SUPPLIED ENTRIES section start

// packages/proxy/src/session/proxy_session.rs
//! One proxied client connection
//!
//! ```text
//! Connecting ──upstream connected──► Active ──closed / error / close──► Closing ──purged──► Closed
//!     │                                                                                     ▲
//!     └──────────── upstream failed / close requested ─────────────────────────────────────┘
//! ```
//!
//! The session record lives in the orchestrator; the socket work happens in a
//! task spawned by [`spawn_session_task`], which reports back through the
//! event channel.

use crate::modules::loader::ModuleNamespace;
use crate::orchestrator::events::{EventSender, ProxyEvent, SessionSignal};
use crate::routing::region::ServerTarget;
use crate::session::engine::{ConnectionParams, EngineEvents, ProtocolEngine, UpstreamConnector};
use chrono::{DateTime, Utc};
use std::fmt;
use std::io;
use std::net::SocketAddr;
use std::sync::Arc;
use std::time::Duration;
use tokio::net::TcpStream;
use tokio::task::JoinHandle;
use tokio_util::sync::CancellationToken;
use tracing::debug;
use ulid::Ulid;

/// Unique session identifier
#[derive(Debug, Clone, Copy, PartialEq, Eq, Hash, PartialOrd, Ord)]
pub struct SessionId(Ulid);

impl SessionId {
    pub fn new() -> Self {
        Self(Ulid::new())
    }
}

impl Default for SessionId {
    fn default() -> Self {
        Self::new()
    }
}

impl fmt::Display for SessionId {
    fn fmt(&self, f: &mut fmt::Formatter<'_>) -> fmt::Result {
        write!(f, "{}", self.0)
    }
}

/// Session lifecycle state
#[derive(Debug, Clone, Copy, PartialEq, Eq)]
pub enum SessionState {
    Connecting,
    Active,
    Closing,
    Closed,
}

/// Inputs to the session state machine
#[derive(Debug, Clone, Copy, PartialEq, Eq)]
pub enum SessionEvent {
    UpstreamConnected,
    UpstreamFailed,
    UpstreamClosed,
    SocketError,
    CloseRequested,
    Purged,
}

impl SessionState {
    /// Next state, or `None` if `event` does not apply in this state
    pub fn next(self, event: SessionEvent) -> Option<SessionState> {
        use SessionEvent::*;
        use SessionState::*;

        match (self, event) {
            (Connecting, UpstreamConnected) => Some(Active),
            (Connecting, UpstreamFailed | CloseRequested) => Some(Closed),
            (Active, UpstreamClosed | SocketError | CloseRequested) => Some(Closing),
            (Closing, Purged) => Some(Closed),
            _ => None,
        }
    }

    pub fn is_terminal(self) -> bool {
        self == SessionState::Closed
    }
}

/// Session record owned by the orchestrator
pub struct ProxySession {
    pub id: SessionId,
    pub logical_id: String,
    pub target: ServerTarget,
    pub downstream_addr: SocketAddr,
    pub upstream_addr: Option<SocketAddr>,
    pub created_at: DateTime<Utc>,
    state: SessionState,
    modules: ModuleNamespace,
    close: CancellationToken,
}

impl ProxySession {
    pub fn new(logical_id: impl Into<String>, target: ServerTarget, downstream_addr: SocketAddr) -> Self {
        Self {
            id: SessionId::new(),
            logical_id: logical_id.into(),
            target,
            downstream_addr,
            upstream_addr: None,
            created_at: Utc::now(),
            state: SessionState::Connecting,
            modules: ModuleNamespace::new(),
            close: CancellationToken::new(),
        }
    }

    pub fn state(&self) -> SessionState {
        self.state
    }

    pub fn modules(&self) -> &ModuleNamespace {
        &self.modules
    }

    pub fn modules_mut(&mut self) -> &mut ModuleNamespace {
        &mut self.modules
    }

    /// Time since the client connected
    pub fn age(&self) -> chrono::Duration {
        Utc::now() - self.created_at
    }

    /// Token the session task watches for close requests
    pub fn close_token(&self) -> CancellationToken {
        self.close.clone()
    }

    /// Apply a lifecycle event; returns whether the state changed
    pub fn apply(&mut self, event: SessionEvent) -> bool {
        match self.state.next(event) {
            Some(next) => {
                debug!(session = %self.id, "{:?} -> {:?} on {:?}", self.state, next, event);
                self.state = next;
                true
            }
            None => {
                debug!(session = %self.id, "Ignoring {:?} in state {:?}", event, self.state);
                false
            }
        }
    }

    /// Ask the session task to close both sockets
    pub fn request_close(&mut self) {
        self.close.cancel();
        self.apply(SessionEvent::CloseRequested);
    }

    /// Tear down the module namespace and finish the lifecycle
    pub fn purge(&mut self) -> usize {
        self.close.cancel();
        let unloaded = self.modules.purge();
        self.apply(SessionEvent::Purged);
        unloaded
    }
}

/// Everything a session task needs besides the downstream socket
#[derive(Clone)]
pub struct SessionTask {
    pub id: SessionId,
    pub target: ServerTarget,
    pub connect_timeout: Duration,
    pub connector: Arc<dyn UpstreamConnector>,
    pub engine: Arc<dyn ProtocolEngine>,
    pub params: ConnectionParams,
    pub events: EventSender,
    pub close: CancellationToken,
}

/// Connect upstream and run the engine until the connection ends
pub fn spawn_session_task(task: SessionTask, downstream: TcpStream) -> JoinHandle<()> {
    tokio::spawn(async move {
        let SessionTask {
            id,
            target,
            connect_timeout,
            connector,
            engine,
            params,
            events,
            close,
        } = task;

        let send = |signal: SessionSignal| {
            let _ = events.send(ProxyEvent::Session { id, signal });
        };

        let connect = tokio::time::timeout(connect_timeout, connector.connect(&target));
        let upstream = tokio::select! {
            _ = close.cancelled() => {
                send(SessionSignal::Ended(None));
                return;
            }
            result = connect => match result {
                Ok(Ok(stream)) => stream,
                Ok(Err(e)) => {
                    send(SessionSignal::UpstreamFailed(e));
                    return;
                }
                Err(_) => {
                    send(SessionSignal::UpstreamFailed(io::Error::new(
                        io::ErrorKind::TimedOut,
                        format!("connect to {} timed out after {:?}", target, connect_timeout),
                    )));
                    return;
                }
            }
        };

        let _ = upstream.set_nodelay(true);
        let upstream_addr = match upstream.peer_addr() {
            Ok(addr) => addr,
            Err(e) => {
                send(SessionSignal::UpstreamFailed(e));
                return;
            }
        };
        send(SessionSignal::UpstreamConnected { upstream_addr });

        let relay = engine.run(params, downstream, upstream, EngineEvents::new(id, events.clone()));
        let outcome = tokio::select! {
            result = relay => result.err(),
            _ = close.cancelled() => None,
        };
        send(SessionSignal::Ended(outcome));
    })
}
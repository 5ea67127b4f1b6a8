// packages/proxy/src/session/mod.rs
//! Proxied client sessions
//!
//! - **ProxySession**: per-connection record and lifecycle
//! - **Engine**: protocol engine seam plus a passthrough relay
//! - **Failure**: user-facing classification of socket errors

pub mod engine;
pub mod failure;
pub mod proxy_session;

pub use engine::{ConnectionParams, EngineEvents, PassthroughEngine, ProtocolEngine, TcpConnector, UpstreamConnector};
pub use failure::ConnectionFailure;
pub use proxy_session::{spawn_session_task, ProxySession, SessionEvent, SessionId, SessionState, SessionTask};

SUPPLIED ENTRIES section end

### TASK BRIEF:
Wherever a line above contains the string "SessionTask", copy that line.

### YOUR RESPONSE:
pub struct SessionTask {
pub fn spawn_session_task(task: SessionTask, downstream: TcpStream) -> JoinHandle<()> {
        let SessionTask {
pub use proxy_session::{spawn_session_task, ProxySession, SessionEvent, SessionId, SessionState, SessionTask};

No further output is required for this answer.